DATA TO EXAMINE Block Start

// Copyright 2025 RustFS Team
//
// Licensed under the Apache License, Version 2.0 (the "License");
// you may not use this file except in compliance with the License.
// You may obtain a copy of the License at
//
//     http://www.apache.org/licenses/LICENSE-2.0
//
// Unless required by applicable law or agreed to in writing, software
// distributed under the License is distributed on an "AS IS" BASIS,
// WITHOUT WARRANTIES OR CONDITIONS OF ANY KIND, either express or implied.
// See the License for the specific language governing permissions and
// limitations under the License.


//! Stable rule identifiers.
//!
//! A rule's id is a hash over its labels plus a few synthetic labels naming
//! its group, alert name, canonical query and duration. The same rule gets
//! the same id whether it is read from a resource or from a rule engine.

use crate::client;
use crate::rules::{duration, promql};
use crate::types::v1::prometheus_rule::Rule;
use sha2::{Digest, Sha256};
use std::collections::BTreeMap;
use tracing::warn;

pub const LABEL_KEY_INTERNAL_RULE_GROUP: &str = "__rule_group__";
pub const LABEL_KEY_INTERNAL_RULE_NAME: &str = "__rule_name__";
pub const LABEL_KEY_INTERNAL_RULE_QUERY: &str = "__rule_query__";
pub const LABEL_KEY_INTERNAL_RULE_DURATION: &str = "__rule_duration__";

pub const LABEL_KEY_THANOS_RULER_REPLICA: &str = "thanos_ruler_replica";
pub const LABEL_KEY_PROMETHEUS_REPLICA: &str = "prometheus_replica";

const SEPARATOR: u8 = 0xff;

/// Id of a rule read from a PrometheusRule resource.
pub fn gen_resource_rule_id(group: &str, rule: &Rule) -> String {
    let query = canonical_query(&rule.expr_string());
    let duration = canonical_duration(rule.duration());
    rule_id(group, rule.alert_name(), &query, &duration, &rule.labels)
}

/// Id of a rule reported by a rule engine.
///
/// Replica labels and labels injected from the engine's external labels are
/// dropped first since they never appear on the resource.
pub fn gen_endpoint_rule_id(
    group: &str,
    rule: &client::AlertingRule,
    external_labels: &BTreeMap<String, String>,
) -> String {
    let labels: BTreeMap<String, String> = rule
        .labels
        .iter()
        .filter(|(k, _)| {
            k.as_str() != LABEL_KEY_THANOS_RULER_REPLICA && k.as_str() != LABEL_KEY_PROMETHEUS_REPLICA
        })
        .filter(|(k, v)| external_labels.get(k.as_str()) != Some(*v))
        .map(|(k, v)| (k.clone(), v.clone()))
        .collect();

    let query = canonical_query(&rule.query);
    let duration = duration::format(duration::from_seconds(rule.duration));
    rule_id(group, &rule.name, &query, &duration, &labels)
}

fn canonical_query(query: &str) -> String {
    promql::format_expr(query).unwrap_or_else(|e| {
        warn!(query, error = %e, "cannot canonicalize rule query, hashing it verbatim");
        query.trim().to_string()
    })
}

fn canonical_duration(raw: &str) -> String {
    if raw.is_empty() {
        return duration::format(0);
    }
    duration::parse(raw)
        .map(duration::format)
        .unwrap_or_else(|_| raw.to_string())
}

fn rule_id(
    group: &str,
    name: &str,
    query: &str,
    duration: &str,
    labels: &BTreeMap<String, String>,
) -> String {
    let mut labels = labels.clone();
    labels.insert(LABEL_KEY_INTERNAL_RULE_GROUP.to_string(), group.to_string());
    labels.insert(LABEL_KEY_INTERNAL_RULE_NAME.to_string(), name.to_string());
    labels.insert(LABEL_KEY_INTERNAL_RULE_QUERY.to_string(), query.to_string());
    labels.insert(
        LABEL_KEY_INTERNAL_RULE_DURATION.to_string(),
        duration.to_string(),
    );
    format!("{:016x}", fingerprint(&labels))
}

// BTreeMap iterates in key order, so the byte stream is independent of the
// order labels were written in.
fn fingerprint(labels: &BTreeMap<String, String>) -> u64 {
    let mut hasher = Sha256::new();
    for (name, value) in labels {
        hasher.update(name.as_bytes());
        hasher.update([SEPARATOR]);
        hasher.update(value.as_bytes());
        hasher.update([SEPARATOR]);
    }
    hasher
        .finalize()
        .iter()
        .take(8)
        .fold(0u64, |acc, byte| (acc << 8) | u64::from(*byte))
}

DATA TO EXAMINE Block End
DATA TO EXAMINE Block Start

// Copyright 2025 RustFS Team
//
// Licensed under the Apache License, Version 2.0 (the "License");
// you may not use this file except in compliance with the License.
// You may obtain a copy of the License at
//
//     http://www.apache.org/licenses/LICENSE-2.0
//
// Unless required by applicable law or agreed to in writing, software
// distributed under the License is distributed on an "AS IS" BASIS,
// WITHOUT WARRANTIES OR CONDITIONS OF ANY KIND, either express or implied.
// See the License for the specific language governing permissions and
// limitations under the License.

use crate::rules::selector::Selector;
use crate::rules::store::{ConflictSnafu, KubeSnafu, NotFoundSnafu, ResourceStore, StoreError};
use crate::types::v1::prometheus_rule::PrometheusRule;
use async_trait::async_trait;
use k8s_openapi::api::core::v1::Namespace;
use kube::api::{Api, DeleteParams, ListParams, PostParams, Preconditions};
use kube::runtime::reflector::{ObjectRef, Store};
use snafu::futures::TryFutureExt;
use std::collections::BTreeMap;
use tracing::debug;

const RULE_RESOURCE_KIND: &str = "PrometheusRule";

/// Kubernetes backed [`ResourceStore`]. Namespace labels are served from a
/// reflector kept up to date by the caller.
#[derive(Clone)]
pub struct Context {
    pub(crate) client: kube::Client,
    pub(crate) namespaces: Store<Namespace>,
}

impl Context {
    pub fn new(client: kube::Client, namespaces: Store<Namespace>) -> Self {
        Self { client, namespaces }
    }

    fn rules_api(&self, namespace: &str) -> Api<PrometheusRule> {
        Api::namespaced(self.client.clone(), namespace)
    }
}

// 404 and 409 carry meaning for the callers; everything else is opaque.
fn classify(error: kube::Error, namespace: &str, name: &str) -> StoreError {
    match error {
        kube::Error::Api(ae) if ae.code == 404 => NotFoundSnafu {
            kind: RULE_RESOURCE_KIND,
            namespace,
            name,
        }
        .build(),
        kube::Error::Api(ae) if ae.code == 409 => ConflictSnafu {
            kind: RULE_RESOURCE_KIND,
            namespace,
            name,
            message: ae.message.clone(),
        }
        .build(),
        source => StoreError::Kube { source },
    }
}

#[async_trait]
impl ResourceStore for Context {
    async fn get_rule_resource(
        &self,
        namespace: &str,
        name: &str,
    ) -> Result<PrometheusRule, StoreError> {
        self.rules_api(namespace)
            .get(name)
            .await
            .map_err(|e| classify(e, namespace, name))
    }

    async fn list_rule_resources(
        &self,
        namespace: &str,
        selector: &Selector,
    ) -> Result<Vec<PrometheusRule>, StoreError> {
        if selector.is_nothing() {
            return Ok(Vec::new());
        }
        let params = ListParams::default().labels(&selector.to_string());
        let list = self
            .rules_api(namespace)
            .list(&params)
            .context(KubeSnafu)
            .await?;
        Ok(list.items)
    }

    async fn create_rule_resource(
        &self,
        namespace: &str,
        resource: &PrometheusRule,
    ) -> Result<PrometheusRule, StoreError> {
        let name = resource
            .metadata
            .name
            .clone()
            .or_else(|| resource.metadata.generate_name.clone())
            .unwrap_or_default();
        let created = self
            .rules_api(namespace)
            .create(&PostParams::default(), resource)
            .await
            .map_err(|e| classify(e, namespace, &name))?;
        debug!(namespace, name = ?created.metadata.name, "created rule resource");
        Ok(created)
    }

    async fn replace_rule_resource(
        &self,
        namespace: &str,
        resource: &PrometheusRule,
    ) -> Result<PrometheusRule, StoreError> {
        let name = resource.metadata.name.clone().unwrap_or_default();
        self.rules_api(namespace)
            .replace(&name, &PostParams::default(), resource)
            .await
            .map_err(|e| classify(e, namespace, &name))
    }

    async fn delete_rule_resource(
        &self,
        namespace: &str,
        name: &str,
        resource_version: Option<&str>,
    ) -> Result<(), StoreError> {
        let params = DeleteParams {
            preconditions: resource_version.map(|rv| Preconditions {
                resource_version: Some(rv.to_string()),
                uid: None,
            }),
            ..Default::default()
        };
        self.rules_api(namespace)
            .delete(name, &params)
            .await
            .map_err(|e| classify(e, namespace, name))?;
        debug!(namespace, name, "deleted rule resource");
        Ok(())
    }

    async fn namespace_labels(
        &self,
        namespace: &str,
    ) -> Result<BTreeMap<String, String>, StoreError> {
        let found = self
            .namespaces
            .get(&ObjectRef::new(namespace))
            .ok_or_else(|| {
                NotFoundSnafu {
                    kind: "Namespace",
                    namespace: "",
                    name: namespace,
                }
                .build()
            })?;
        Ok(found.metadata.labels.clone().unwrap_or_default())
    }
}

DATA TO EXAMINE Block End

WHAT IS EXPECTED:
In the entries above, the lines between the one holding "pub struct Context" and the one holding "kube::Error::Api(ae) if ae.code == 409", inclusive, are to be printed exactly as written, and those alone.

YOUR RESPONSE:
pub struct Context {
    pub(crate) client: kube::Client,
    pub(crate) namespaces: Store<Namespace>,
}

impl Context {
    pub fn new(client: kube::Client, namespaces: Store<Namespace>) -> Self {
        Self { client, namespaces }
    }

    fn rules_api(&self, namespace: &str) -> Api<PrometheusRule> {
        Api::namespaced(self.client.clone(), namespace)
    }
}

// 404 and 409 carry meaning for the callers; everything else is opaque.
fn classify(error: kube::Error, namespace: &str, name: &str) -> StoreError {
    match error {
        kube::Error::Api(ae) if ae.code == 404 => NotFoundSnafu {
            kind: RULE_RESOURCE_KIND,
            namespace,
            name,
        }
        .build(),
        kube::Error::Api(ae) if ae.code == 409 => ConflictSnafu {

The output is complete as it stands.